> [Work to be completed]:
Your reply should reproduce each record precisely as written.
═══ Supplied entries ═══
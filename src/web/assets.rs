//! Critical-image preload hints and service worker registration.

use wasm_bindgen::{JsCast, JsValue};
use wasm_bindgen_futures::JsFuture;
use web_sys::{Document, HtmlLinkElement, Window};

use crate::error::SiteError;
use crate::lifecycle::ReadyState;
use crate::web::dom::listen;

/// Append a `<link rel="preload" as="image">` to `<head>` for each path.
pub fn preload_images(document: &Document, paths: &[String]) -> Result<(), SiteError> {
    let head = document.head().ok_or_else(|| SiteError::MissingElement("head".to_owned()))?;
    for path in paths {
        let link = document
            .create_element("link")?
            .dyn_into::<HtmlLinkElement>()
            .map_err(|el| SiteError::Js(format!("<{}> is not a link element", el.tag_name())))?;
        link.set_rel("preload");
        link.set_as("image");
        link.set_href(path);
        head.append_child(&link)?;
    }
    log::debug!("assets: preloading {} images", paths.len());
    Ok(())
}

/// Register the service worker once the page has loaded. Failure only
/// costs offline caching, so it is logged and dropped.
pub fn register_service_worker(window: &Window, document: &Document, script_url: String) -> Result<(), SiteError> {
    let navigator = window.navigator();
    if !js_sys::Reflect::has(&navigator, &JsValue::from_str("serviceWorker"))? {
        log::debug!("assets: service workers unsupported");
        return Ok(());
    }

    if ReadyState::parse(&document.ready_state()).load_fired() {
        spawn_registration(window, script_url);
        return Ok(());
    }
    let on_load = window.clone();
    let mut pending = Some(script_url);
    listen(window, "load", move |_| {
        if let Some(url) = pending.take() {
            spawn_registration(&on_load, url);
        }
    })
}

fn spawn_registration(window: &Window, script_url: String) {
    let promise = window.navigator().service_worker().register(&script_url);
    wasm_bindgen_futures::spawn_local(async move {
        match JsFuture::from(promise).await {
            Ok(_) => log::debug!("assets: service worker registered from {script_url}"),
            Err(err) => log::info!("assets: service worker registration failed: {err:?}"),
        }
    });
}
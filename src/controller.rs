//! Controller state machine.
//!
//! ARCHITECTURE
//! ============
//! `SiteCore` owns every piece of mutable UI state (theme, menu, reveal set,
//! resize debounce) and turns each browser event into a list of [`Action`]s.
//! It never touches the DOM. The `web` host feeds events in and applies the
//! actions, which keeps all of the behavior testable without a browser.

#[cfg(test)]
#[path = "controller_test.rs"]
mod controller_test;

use crate::config::SiteConfig;
use crate::debounce::DebounceGate;
use crate::menu::{ClickTarget, MenuState};
use crate::motion::PlayState;
use crate::retailer::OutboundLink;
use crate::reveal::{RevealKey, RevealSet};
use crate::scroll::scroll_top_for;
use crate::theme::Theme;

/// Effects requested by the core for the host to carry out.
#[derive(Clone, Debug, PartialEq)]
pub enum Action {
    /// Set `data-theme` on `<html>`.
    ApplyTheme(Theme),
    /// Write the theme to `localStorage`.
    PersistTheme(Theme),
    /// Put the transition style on `<body>` and clear it after `duration_ms`.
    ThemeTransition { duration_ms: u32 },
    /// Toggle the menu's open class and the body scroll lock together.
    SetMenuOpen(bool),
    /// Cancel the event's default behavior.
    PreventDefault,
    /// Show the press cue, then open `link` after `delay_ms`.
    OpenOutbound { link: OutboundLink, delay_ms: u32 },
    /// Smooth-scroll the window to `top`.
    ScrollTo { top: f64 },
    /// Add the reveal class and stop observing the element.
    Reveal(RevealKey),
    /// Set `animation-play-state` on every floating decoration.
    SetPlayState(PlayState),
}

pub struct SiteCore {
    config: SiteConfig,
    theme: Theme,
    menu: MenuState,
    reveal: RevealSet,
    resize: DebounceGate,
    play_state: PlayState,
}

impl SiteCore {
    #[must_use]
    pub fn new(config: SiteConfig) -> Self {
        let reveal = RevealSet::new(config.reveal_threshold);
        Self {
            config,
            theme: Theme::default(),
            menu: MenuState::default(),
            reveal,
            resize: DebounceGate::default(),
            play_state: PlayState::default(),
        }
    }

    // --- Queries ---

    #[must_use]
    pub fn config(&self) -> &SiteConfig {
        &self.config
    }

    #[must_use]
    pub fn theme(&self) -> Theme {
        self.theme
    }

    #[must_use]
    pub fn menu(&self) -> MenuState {
        self.menu
    }

    #[must_use]
    pub fn reveal(&self) -> &RevealSet {
        &self.reveal
    }

    #[must_use]
    pub fn play_state(&self) -> PlayState {
        self.play_state
    }

    // --- Theme ---

    /// Pick and apply the startup theme. Nothing is persisted here; the
    /// stored value only changes on an explicit toggle.
    pub fn init_theme(&mut self, stored: Option<&str>, prefers_dark: bool) -> Vec<Action> {
        self.theme = Theme::resolve(stored, prefers_dark);
        vec![Action::ApplyTheme(self.theme)]
    }

    pub fn toggle_theme(&mut self) -> Vec<Action> {
        self.theme = self.theme.toggled();
        vec![
            Action::ApplyTheme(self.theme),
            Action::PersistTheme(self.theme),
            Action::ThemeTransition { duration_ms: self.config.theme_transition_ms },
        ]
    }

    // --- Menu ---

    pub fn open_menu(&mut self) -> Vec<Action> {
        self.set_menu(true)
    }

    pub fn close_menu(&mut self) -> Vec<Action> {
        self.set_menu(false)
    }

    fn set_menu(&mut self, open: bool) -> Vec<Action> {
        self.menu.set_open(open);
        vec![Action::SetMenuOpen(open)]
    }

    /// Any document click; closes an open menu when it lands outside both
    /// the panel and its trigger.
    pub fn on_document_click(&mut self, target: ClickTarget) -> Vec<Action> {
        if self.menu.should_dismiss(target) {
            return self.close_menu();
        }
        Vec::new()
    }

    /// A resize event arrived; returns the debounce ticket to hand back to
    /// [`Self::on_resize_settled`] once the quiet period ends.
    pub fn on_resize(&mut self) -> u64 {
        self.resize.schedule()
    }

    /// The quiet period after a resize ended with the viewport at `width`.
    pub fn on_resize_settled(&mut self, ticket: u64, width: f64) -> Vec<Action> {
        if !self.resize.is_current(ticket) {
            return Vec::new();
        }
        if self.menu.should_close_for_width(width, self.config.menu_breakpoint_px) {
            log::debug!("menu: viewport {width}px past breakpoint, closing");
            return self.close_menu();
        }
        Vec::new()
    }

    // --- Retailer links ---

    /// Click on a bound retailer card carrying `url` in its data attribute.
    pub fn on_retailer_click(&self, url: Option<&str>) -> Vec<Action> {
        let mut actions = vec![Action::PreventDefault];
        if let Some(link) = OutboundLink::from_attribute(url) {
            actions.push(Action::OpenOutbound { link, delay_ms: self.config.press_feedback_ms });
        }
        actions
    }

    // --- Smooth scroll ---

    /// Click on an in-page anchor. `target_offset_top` is the resolved
    /// element's `offsetTop`, or `None` when the fragment names nothing.
    pub fn on_anchor_click(&self, target_offset_top: Option<f64>) -> Vec<Action> {
        let Some(offset_top) = target_offset_top else {
            return Vec::new();
        };
        vec![
            Action::PreventDefault,
            Action::ScrollTo { top: scroll_top_for(offset_top, self.config.header_offset_px) },
        ]
    }

    // --- Reveal ---

    pub fn watch(&mut self, key: RevealKey) {
        self.reveal.watch(key);
    }

    pub fn on_intersection(&mut self, key: RevealKey, is_intersecting: bool, ratio: f64) -> Vec<Action> {
        if self.reveal.observe(key, is_intersecting, ratio) {
            return vec![Action::Reveal(key)];
        }
        Vec::new()
    }

    // --- Visibility ---

    pub fn on_visibility_change(&mut self, hidden: bool) -> Vec<Action> {
        self.play_state = PlayState::for_visibility(hidden);
        vec![Action::SetPlayState(self.play_state)]
    }
}

impl Default for SiteCore {
    fn default() -> Self {
        Self::new(SiteConfig::default())
    }
}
═══
> [Result of the task]:
filename src/web/assets.rs
//! Critical-image preload hints and service worker registration.

use wasm_bindgen::{JsCast, JsValue};
use wasm_bindgen_futures::JsFuture;
use web_sys::{Document, HtmlLinkElement, Window};

use crate::error::SiteError;
use crate::lifecycle::ReadyState;
use crate::web::dom::listen;

/// Append a `<link rel="preload" as="image">` to `<head>` for each path.
pub fn preload_images(document: &Document, paths: &[String]) -> Result<(), SiteError> {
    let head = document.head().ok_or_else(|| SiteError::MissingElement("head".to_owned()))?;
    for path in paths {
        let link = document
            .create_element("link")?
            .dyn_into::<HtmlLinkElement>()
            .map_err(|el| SiteError::Js(format!("<{}> is not a link element", el.tag_name())))?;
        link.set_rel("preload");
        link.set_as("image");
        link.set_href(path);
        head.append_child(&link)?;
    }
    log::debug!("assets: preloading {} images", paths.len());
    Ok(())
}

/// Register the service worker once the page has loaded. Failure only
/// costs offline caching, so it is logged and dropped.
pub fn register_service_worker(window: &Window, document: &Document, script_url: String) -> Result<(), SiteError> {
    let navigator = window.navigator();
    if !js_sys::Reflect::has(&navigator, &JsValue::from_str("serviceWorker"))? {
        log::debug!("assets: service workers unsupported");
        return Ok(());
    }

    if ReadyState::parse(&document.ready_state()).load_fired() {
        spawn_registration(window, script_url);
        return Ok(());
    }
    let on_load = window.clone();
    let mut pending = Some(script_url);
    listen(window, "load", move |_| {
        if let Some(url) = pending.take() {
            spawn_registration(&on_load, url);
        }
    })
}

fn spawn_registration(window: &Window, script_url: String) {
    let promise = window.navigator().service_worker().register(&script_url);
    wasm_bindgen_futures::spawn_local(async move {
        match JsFuture::from(promise).await {
            Ok(_) => log::debug!("assets: service worker registered from {script_url}"),
            Err(err) => log::info!("assets: service worker registration failed: {err:?}"),
        }
    });
}
filename src/controller.rs
//! Controller state machine.
//!
//! ARCHITECTURE
//! ============
//! `SiteCore` owns every piece of mutable UI state (theme, menu, reveal set,
//! resize debounce) and turns each browser event into a list of [`Action`]s.
//! It never touches the DOM. The `web` host feeds events in and applies the
//! actions, which keeps all of the behavior testable without a browser.

#[cfg(test)]
#[path = "controller_test.rs"]
mod controller_test;

use crate::config::SiteConfig;
use crate::debounce::DebounceGate;
use crate::menu::{ClickTarget, MenuState};
use crate::motion::PlayState;
use crate::retailer::OutboundLink;
use crate::reveal::{RevealKey, RevealSet};
use crate::scroll::scroll_top_for;
use crate::theme::Theme;

/// Effects requested by the core for the host to carry out.
#[derive(Clone, Debug, PartialEq)]
pub enum Action {
    /// Set `data-theme` on `<html>`.
    ApplyTheme(Theme),
    /// Write the theme to `localStorage`.
    PersistTheme(Theme),
    /// Put the transition style on `<body>` and clear it after `duration_ms`.
    ThemeTransition { duration_ms: u32 },
    /// Toggle the menu's open class and the body scroll lock together.
    SetMenuOpen(bool),
    /// Cancel the event's default behavior.
    PreventDefault,
    /// Show the press cue, then open `link` after `delay_ms`.
    OpenOutbound { link: OutboundLink, delay_ms: u32 },
    /// Smooth-scroll the window to `top`.
    ScrollTo { top: f64 },
    /// Add the reveal class and stop observing the element.
    Reveal(RevealKey),
    /// Set `animation-play-state` on every floating decoration.
    SetPlayState(PlayState),
}

pub struct SiteCore {
    config: SiteConfig,
    theme: Theme,
    menu: MenuState,
    reveal: RevealSet,
    resize: DebounceGate,
    play_state: PlayState,
}

impl SiteCore {
    #[must_use]
    pub fn new(config: SiteConfig) -> Self {
        let reveal = RevealSet::new(config.reveal_threshold);
        Self {
            config,
            theme: Theme::default(),
            menu: MenuState::default(),
            reveal,
            resize: DebounceGate::default(),
            play_state: PlayState::default(),
        }
    }

    // --- Queries ---

    #[must_use]
    pub fn config(&self) -> &SiteConfig {
        &self.config
    }

    #[must_use]
    pub fn theme(&self) -> Theme {
        self.theme
    }

    #[must_use]
    pub fn menu(&self) -> MenuState {
        self.menu
    }

    #[must_use]
    pub fn reveal(&self) -> &RevealSet {
        &self.reveal
    }

    #[must_use]
    pub fn play_state(&self) -> PlayState {
        self.play_state
    }

    // --- Theme ---

    /// Pick and apply the startup theme. Nothing is persisted here; the
    /// stored value only changes on an explicit toggle.
    pub fn init_theme(&mut self, stored: Option<&str>, prefers_dark: bool) -> Vec<Action> {
        self.theme = Theme::resolve(stored, prefers_dark);
        vec![Action::ApplyTheme(self.theme)]
    }

    pub fn toggle_theme(&mut self) -> Vec<Action> {
        self.theme = self.theme.toggled();
        vec![
            Action::ApplyTheme(self.theme),
            Action::PersistTheme(self.theme),
            Action::ThemeTransition { duration_ms: self.config.theme_transition_ms },
        ]
    }

    // --- Menu ---

    pub fn open_menu(&mut self) -> Vec<Action> {
        self.set_menu(true)
    }

    pub fn close_menu(&mut self) -> Vec<Action> {
        self.set_menu(false)
    }

    fn set_menu(&mut self, open: bool) -> Vec<Action> {
        self.menu.set_open(open);
        vec![Action::SetMenuOpen(open)]
    }

    /// Any document click; closes an open menu when it lands outside both
    /// the panel and its trigger.
    pub fn on_document_click(&mut self, target: ClickTarget) -> Vec<Action> {
        if self.menu.should_dismiss(target) {
            return self.close_menu();
        }
        Vec::new()
    }

    /// A resize event arrived; returns the debounce ticket to hand back to
    /// [`Self::on_resize_settled`] once the quiet period ends.
    pub fn on_resize(&mut self) -> u64 {
        self.resize.schedule()
    }

    /// The quiet period after a resize ended with the viewport at `width`.
    pub fn on_resize_settled(&mut self, ticket: u64, width: f64) -> Vec<Action> {
        if !self.resize.is_current(ticket) {
            return Vec::new();
        }
        if self.menu.should_close_for_width(width, self.config.menu_breakpoint_px) {
            log::debug!("menu: viewport {width}px past breakpoint, closing");
            return self.close_menu();
        }
        Vec::new()
    }

    // --- Retailer links ---

    /// Click on a bound retailer card carrying `url` in its data attribute.
    pub fn on_retailer_click(&self, url: Option<&str>) -> Vec<Action> {
        let mut actions = vec![Action::PreventDefault];
        if let Some(link) = OutboundLink::from_attribute(url) {
            actions.push(Action::OpenOutbound { link, delay_ms: self.config.press_feedback_ms });
        }
        actions
    }

    // --- Smooth scroll ---

    /// Click on an in-page anchor. `target_offset_top` is the resolved
    /// element's `offsetTop`, or `None` when the fragment names nothing.
    pub fn on_anchor_click(&self, target_offset_top: Option<f64>) -> Vec<Action> {
        let Some(offset_top) = target_offset_top else {
            return Vec::new();
        };
        vec![
            Action::PreventDefault,
            Action::ScrollTo { top: scroll_top_for(offset_top, self.config.header_offset_px) },
        ]
    }

    // --- Reveal ---

    pub fn watch(&mut self, key: RevealKey) {
        self.reveal.watch(key);
    }

    pub fn on_intersection(&mut self, key: RevealKey, is_intersecting: bool, ratio: f64) -> Vec<Action> {
        if self.reveal.observe(key, is_intersecting, ratio) {
            return vec![Action::Reveal(key)];
        }
        Vec::new()
    }

    // --- Visibility ---

    pub fn on_visibility_change(&mut self, hidden: bool) -> Vec<Action> {
        self.play_state = PlayState::for_visibility(hidden);
        vec![Action::SetPlayState(self.play_state)]
    }
}

impl Default for SiteCore {
    fn default() -> Self {
        Self::new(SiteConfig::default())
    }
}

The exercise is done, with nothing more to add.